Figure 4: Enrichment analysis of GO and KEGG pathways, Venn diagram and heatmap. (A, B) GO and KEGG enrichment analyses for 613 DEGs. (C) Survival analysis of KIRC patients with different gene clusters. (D) Correlation of the two gene clusters with the clinicopathological characteristics of KIRC patients. (E) AAG expression in the two gene clusters. (p < 0.01 **; p < 0.001 ***).

The establishment and application of a nomogram model based on the AAG score for the prognosis of KIRC

We randomly assigned 536 KIRC samples to the training and test cohorts, with 268 samples in each group at a ratio of 1: 1. Univariate Cox regression (UniCox) was performed for 82 DEGs in the training set. Significant genes were analyzed by Least absolute shrinkage and selection operator (LASSO) regression to determine the optimal gene set Using LASSO Cox regression model coefficients (β), and linear combinations of regression coefficients were obtained to the AAG score as follows: AAG_score=(0.089×expression of COL22A1)+(0.1380×expression of SLC38A5)+(0.116×expression of G6PC). Figure S2 shows the details of this model. As shown in Figure 5A, AAG Cluster 1 roughly corresponded to Gene Cluster 2, which was a high-risk group divided by the AAG score of 218 samples in the training set. We found that AAG_score was significantly different between the two AAG clusters (Figure 5B) and between the two gene clusters (Figure 5C). Survival analysis revealed that the OS of the highrisk group was significantly shorter than that of the low-risk group (Figure 5D). ROC analysis showed that the AUC of survival was 0.774 for 1-year survival, 0.68 for 2-year survival, and 0.7 for 3-year survival was predicted by the AAG score (Figure 5E). PCA revealed that the high-risk group could be clearly distinguished from the lowrisk group (Figure 5F). The risk plot of the AAG_score indicated that as the risk score increased, the survival time decreased and mortality increased (Figure 5G-H). A heatmap of the expression of these three genes is shown in Figure 5I. The expression levels of these three genes were significantly different between the two risk groups. To evaluate the reliability of the model, we validated it on the training and test sets (Figure S3 and S4). We also performed survival analysis and PCA to predict 1-year, 3-year and 5-year survival rates. It can be seen from the results that the AAG_score has a good AUC value. Indicated a good prognostic effect for both datasets.
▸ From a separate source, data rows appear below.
//! Media resolution
//!
//! Turns an image reference found in pasted markup into a stored local asset:
//!
//! - **MediaReference** (`reference`): local path, remote URL or inline data URI
//! - **RemoteFetcher** (`fetch`): chunked HTTP download with progress and cancellation
//! - **reencode** (`encode`): decode any supported raster format, emit PNG or JPEG
//! - **AssetStore** (`store`): content-addressed, deduplicating storage
//!
//! Every failure is reported as a `ResolutionFailure` and is meant to be
//! non-fatal for the caller: the markup keeps its original `src`.
//!
//! # Example
//!
//! ```ignore
//! use std::sync::Arc;
//! use pasteclean::media::{MediaResolver, ResolverOptions, MemoryAssetStore, NoProgress};
//! use tokio_util::sync::CancellationToken;
//!
//! let store = Arc::new(MemoryAssetStore::new());
//! let resolver = MediaResolver::new(ResolverOptions::default(), store)?;
//! let resolved = resolver.resolve_src("https://example.com/a.png", &NoProgress, &CancellationToken::new())?;
//! ```

pub mod encode;
pub mod fetch;
pub mod reference;
pub mod store;

use std::sync::Arc;

use base64::Engine;
use thiserror::Error;
use tokio_util::sync::CancellationToken;

use crate::config::ConfigError;

pub use encode::{reencode, EncodedImage, OutputFormat, RasterFormat, DEFAULT_JPEG_QUALITY};
pub use fetch::{
    ChannelProgress, FetchConfig, FetchError, FetchProgress, NoProgress, ProgressSink,
    RemoteFetcher, TracingProgress, DEFAULT_CHUNK_SIZE, DEFAULT_FETCH_TIMEOUT_MS,
    DEFAULT_MAX_SIZE, MAX_FETCH_TIMEOUT_MS,
};
pub use reference::MediaReference;
pub use store::{
    content_key, AssetHandle, AssetStore, DirAssetStore, MemoryAssetStore, StoreError,
};

/// Why an image could not be localized.
#[derive(Error, Debug, Clone, PartialEq, Eq)]
pub enum ResolutionFailure {
    #[error("cannot read {path}: {message}")]
    IoError { path: String, message: String },

    #[error("download of {url} failed: {message}")]
    NetworkError { url: String, message: String },

    #[error("not a usable image: {0}")]
    DecodeError(String),

    #[error("storing image failed: {0}")]
    StoreError(#[from] StoreError),
}

/// Outcome of a successful resolution.
#[derive(Debug, Clone, PartialEq, Eq)]
pub enum Resolved {
    /// Stored; the handle replaces the original `src`.
    Stored(AssetHandle),
    /// Deliberately left as is.
    Passthrough,
}

/// Resolver settings.
#[derive(Debug, Clone, PartialEq, Eq)]
pub struct ResolverOptions {
    pub format: RasterFormat,
    /// Whether `Local` references may be read.
    pub allow_local_files: bool,
    /// Decode and store `data:` URIs instead of passing them through.
    pub store_inline_data: bool,
    pub fetch: FetchConfig,
}

impl Default for ResolverOptions {
    fn default() -> Self {
        Self {
            format: RasterFormat::default(),
            allow_local_files: true,
            store_inline_data: false,
            fetch: FetchConfig::default(),
        }
    }
}

impl ResolverOptions {
    pub fn with_format(mut self, format: RasterFormat) -> Self {
        self.format = format;
        self
    }

    pub fn with_local_files(mut self, allow: bool) -> Self {
        self.allow_local_files = allow;
        self
    }

    pub fn with_inline_data(mut self, store: bool) -> Self {
        self.store_inline_data = store;
        self
    }

    pub fn with_fetch(mut self, fetch: FetchConfig) -> Self {
        self.fetch = fetch;
        self
    }

    pub fn validate(&self) -> Result<(), ConfigError> {
        if let RasterFormat::Jpeg { quality } = self.format {
            if !(1..=100).contains(&quality) {
                return Err(ConfigError::InvalidOption {
                    option: "jpegQuality".to_string(),
                    message: format!("must be between 1 and 100, got {}", quality),
                });
            }
        }
        self.fetch
            .validate()
            .map_err(|(option, message)| ConfigError::InvalidOption {
                option: option.to_string(),
                message,
            })
    }
}

/// Resolves image references into stored assets.
pub struct MediaResolver {
    options: ResolverOptions,
    fetcher: RemoteFetcher,
    store: Arc<dyn AssetStore>,
}

impl std::fmt::Debug for MediaResolver {
    fn fmt(&self, f: &mut std::fmt::Formatter<'_>) -> std::fmt::Result {
        f.debug_struct("MediaResolver")
            .field("options", &self.options)
            .finish_non_exhaustive()
    }
}

impl MediaResolver {
    /// Validate `options` and build the HTTP client.
    pub fn new(options: ResolverOptions, store: Arc<dyn AssetStore>) -> Result<Self, ConfigError> {
        options.validate()?;
        let fetcher = RemoteFetcher::new(options.fetch.clone())
            .map_err(|e| ConfigError::HttpClient(e.to_string()))?;
        Ok(Self {
            options,
            fetcher,
            store,
        })
    }

    pub fn options(&self) -> &ResolverOptions {
        &self.options
    }

    /// Classify and resolve a raw `src` value.
    pub fn resolve_src(
        &self,
        src: &str,
        progress: &dyn ProgressSink,
        cancel: &CancellationToken,
    ) -> Result<Resolved, ResolutionFailure> {
        let reference = MediaReference::parse(src)?;
        self.resolve(&reference, progress, cancel)
    }

    pub fn resolve(
        &self,
        reference: &MediaReference,
        progress: &dyn ProgressSink,
        cancel: &CancellationToken,
    ) -> Result<Resolved, ResolutionFailure> {
        let bytes = match reference {
            MediaReference::Local(path) => {
                if !self.options.allow_local_files {
                    return Err(ResolutionFailure::IoError {
                        path: path.display().to_string(),
                        message: "local file access is disabled".to_string(),
                    });
                }
                reference::read_local(path)?
            }
            MediaReference::Remote(url) => self
                .fetcher
                .fetch(url, progress, cancel)
                .map_err(|e| ResolutionFailure::NetworkError {
                    url: url.to_string(),
                    message: e.to_string(),
                })?,
            MediaReference::DataInline(uri) => {
                if !self.options.store_inline_data {
                    return Ok(Resolved::Passthrough);
                }
                decode_data_uri(uri)?
            }
        };

        let handle = self.ingest(&bytes)?;
        tracing::debug!(source = %reference, handle = %handle, "localized image");
        Ok(Resolved::Stored(handle))
    }

    /// Re-encode raw image bytes and store them under their content key.
    pub fn ingest(&self, bytes: &[u8]) -> Result<AssetHandle, ResolutionFailure> {
        let encoded = reencode(bytes, self.options.format)
            .map_err(|e| ResolutionFailure::DecodeError(e.to_string()))?;
        let key = content_key(&encoded.bytes);
        Ok(self
            .store
            .add_asset(&key, &encoded.bytes, encoded.extension)?)
    }
}

/// Payload of a base64 `data:` URI.
pub fn decode_data_uri(uri: &str) -> Result<Vec<u8>, ResolutionFailure> {
    let rest = uri
        .get(..5)
        .filter(|scheme| scheme.eq_ignore_ascii_case("data:"))
        .map(|_| &uri[5..])
        .ok_or_else(|| ResolutionFailure::DecodeError("not a data URI".to_string()))?;
    let (header, payload) = rest
        .split_once(',')
        .ok_or_else(|| ResolutionFailure::DecodeError("data URI has no payload".to_string()))?;
    let is_base64 = header
        .rsplit(';')
        .next()
        .is_some_and(|last| last.trim().eq_ignore_ascii_case("base64"));
    if !is_base64 {
        return Err(ResolutionFailure::DecodeError(
            "inline data is not base64".to_string(),
        ));
    }

    let compact: String = payload.chars().filter(|c| !c.is_whitespace()).collect();
    base64::engine::general_purpose::STANDARD
        .decode(compact.as_bytes())
        .map_err(|e| ResolutionFailure::DecodeError(format!("invalid base64: {}", e)))
}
Figure 5: Construct risk assessment model and Validation of AAG score (A) distribution of the AAG_score in the different groups and survival. (B) Differences in AAG_score between the two AGGs clusters. (C) Differences in AAG_score between the two gene clusters. (D) kaplan-Meier curves of prognostic models in the high-low risk group.(E) ROC curves for prediction of OS and AUC value . (F) Principal Component Analysis (PCA) plot for the differnt risk score group.(G, H) risk score and patient survival status (I)Differences in the expression of three prognosis AGGs between high-low risk groups.

Establishment of a predictive nomogram including the risk score

In this study, we established a nomogram prediction model based on clinical characteristics and risk factors (Figure 6A). The calibration curves for the prediction of OS in the model and validation sets showed a high agreement (Figure 6B). In addition, we used the AUC values of clinical features to predict OS (1, 2, and 3 years) (Figure 6C-E), and the results indicated that the nomogram had the best prognostic performance (the AUC was higher than that of other clinical features). The nomogram comprehensively considers all clinical factors and AAG scores mentioned above. We also found that the more nomogram factors included in the prognostic model, the greater the net benefits the model would have compared to each factor alone (Figures 6F-H).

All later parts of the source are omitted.